Dr Leander Melomey, Project Officer of the Ghana Agricultural Technology Evaluation (GATE) and Research Fellow at the West Africa Centre for Crop Improvement (WACCI), who made the call during a field day event to discuss the outcomes of field trials in Ada, stated that the goal was to ensure farmers had the knowledge that the varieties existed and could access them from the seed companies.
Despite harvesting around 78,000 hectares of vegetables, the country relied on imports to meet its demand of key vegetables as domestic production has proven inadequate, the GATE Project Officer said.
Dr Melomey said under the Ghana Agricultural Technology Evaluation (GATE) Project, the farmers were exposed to good agronomic practices and the performance of different improved varieties of tomatoes and encouraged to have access to these varieties to improve yield and as well improve their livelihoods.
She said GATE, which is being spearheaded by AATF in partnership with WACCI, was engaging farmers to cultivate on trial basis improved varieties of the three essential vegetable crops – tomato, pepper and onion – in Ghana.
Dr Melomey said the evaluation exercise, in line with the GATE project hosted by WACCI, was funded by the SNV Netherlands Development Organisation and AATF.
She said the event also served as a learning platform where the farmers learnt good agronomic practices, including planting distances, staking, and the appropriate fertilisers and chemicals they needed to know to achieve the expected yields.

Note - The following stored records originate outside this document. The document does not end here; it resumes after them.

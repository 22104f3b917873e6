//! Agent - model/tool loop with conversation history

use crate::error::{AgentError, Result};
use crate::message::{Message, Role};
use crate::provider::ModelProvider;
use crate::tools::ToolRegistry;
use tracing::{debug, info};

pub const DEFAULT_SYSTEM_PROMPT: &str = "You are a helpful personal assistant that specializes in \
architectural design using Rhino and Grasshopper tools.";

pub const DEFAULT_MAX_ITERATIONS: usize = 16;

/// Stands in for a model reply with neither text nor tool calls
pub const EMPTY_REPLY: &str = "(no response)";

pub struct Agent {
    model: Box<dyn ModelProvider>,
    system_prompt: String,
    tools: ToolRegistry,
    messages: Vec<Message>,
    max_iterations: usize,
}

impl Agent {
    pub fn new(model: Box<dyn ModelProvider>, tools: ToolRegistry) -> Self {
        Self {
            model,
            system_prompt: DEFAULT_SYSTEM_PROMPT.to_string(),
            tools,
            messages: Vec::new(),
            max_iterations: DEFAULT_MAX_ITERATIONS,
        }
    }

    pub fn with_system_prompt(mut self, system_prompt: impl Into<String>) -> Self {
        self.system_prompt = system_prompt.into();
        self
    }

    pub fn with_max_iterations(mut self, max_iterations: usize) -> Self {
        self.max_iterations = max_iterations.max(1);
        self
    }

    pub fn model(&self) -> &dyn ModelProvider {
        self.model.as_ref()
    }

    pub fn model_mut(&mut self) -> &mut dyn ModelProvider {
        self.model.as_mut()
    }

    pub fn tools(&self) -> &ToolRegistry {
        &self.tools
    }

    pub fn system_prompt(&self) -> &str {
        &self.system_prompt
    }

    pub fn messages(&self) -> &[Message] {
        &self.messages
    }

    /// Messages appended since `index`, for rendering one turn's activity
    pub fn messages_since(&self, index: usize) -> &[Message] {
        self.messages.get(index..).unwrap_or(&[])
    }

    pub fn clear(&mut self) {
        self.messages.clear();
    }

    /// Send a prompt and run tools until the model answers in plain text.
    ///
    /// On error the history is rolled back to where it was before the call.
    pub async fn ask(&mut self, prompt: &str) -> Result<String> {
        let start = self.messages.len();
        let result = self.run_turn(start, prompt).await;
        if result.is_err() {
            self.messages.truncate(start);
        }
        result
    }

    async fn run_turn(&mut self, start: usize, prompt: &str) -> Result<String> {
        self.messages.push(Message::user(prompt));
        let specs = self.tools.specs();

        for iteration in 0..self.max_iterations {
            let reply = self.model.converse(&self.system_prompt, &self.messages, &specs).await?;
            debug!(iteration, blocks = reply.content.len(), "model replied");

            if !reply.has_tool_use() {
                let text = reply.text();
                if !text.is_empty() {
                    self.messages.push(reply);
                    return Ok(text);
                }
                // History never holds an empty assistant message
                let text = self.turn_text(start).unwrap_or_else(|| EMPTY_REPLY.to_string());
                self.messages.push(Message::assistant(text.clone()));
                return Ok(text);
            }

            let calls: Vec<(String, String, serde_json::Value)> = reply
                .tool_uses()
                .into_iter()
                .map(|(id, name, input)| (id.to_string(), name.to_string(), input.clone()))
                .collect();
            self.messages.push(reply);

            let mut results = Vec::with_capacity(calls.len());
            for (id, name, input) in calls {
                info!(tool = %name, "invoking tool");
                let outcome = self.tools.invoke(&name, input).await;
                debug!(tool = %name, status = %outcome.status, "tool finished");
                results.push(outcome.into_block(id));
            }
            self.messages.push(Message::new(Role::User, results));
        }

        Err(AgentError::MaxIterations(self.max_iterations))
    }

    /// Latest assistant text written since `start`
    fn turn_text(&self, start: usize) -> Option<String> {
        self.messages_since(start)
            .iter()
            .rev()
            .filter(|m| m.role == Role::Assistant)
            .map(Message::text)
            .find(|t| !t.is_empty())
    }
}

impl std::fmt::Debug for Agent {
    fn fmt(&self, f: &mut std::fmt::Formatter<'_>) -> std::fmt::Result {
        f.debug_struct("Agent")
            .field("model", self.model.config())
            .field("tools", &self.tools)
            .field("messages", &self.messages.len())
            .field("max_iterations", &self.max_iterations)
            .finish()
    }
}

The Project Officer told GNA that, “We provide seeds that have been supplied by seed companies and breeders. We then give them to farmers and guide them on good agronomic practices and at harvest, we have a field day with business-to-business events, where all tomato value chain actors meet to interact”.
Mrs Sheila Asibey-Yeboah, Programme Manager at Hortifresh West Africa, told GNA that the objective of her outfit was to develop the commercial food and vegetable sector in West Africa.
She explained that as part of what they did, they considered innovative ideas from seed companies to promote the commercialisation of the sector.
She said one of the fundamentals to this goal had to do with getting the right seed, and that its partnership with WACCI was aimed at promoting hybrid, high-yielding disease-resistant breeds and then engage farmers and ensure they adopted them.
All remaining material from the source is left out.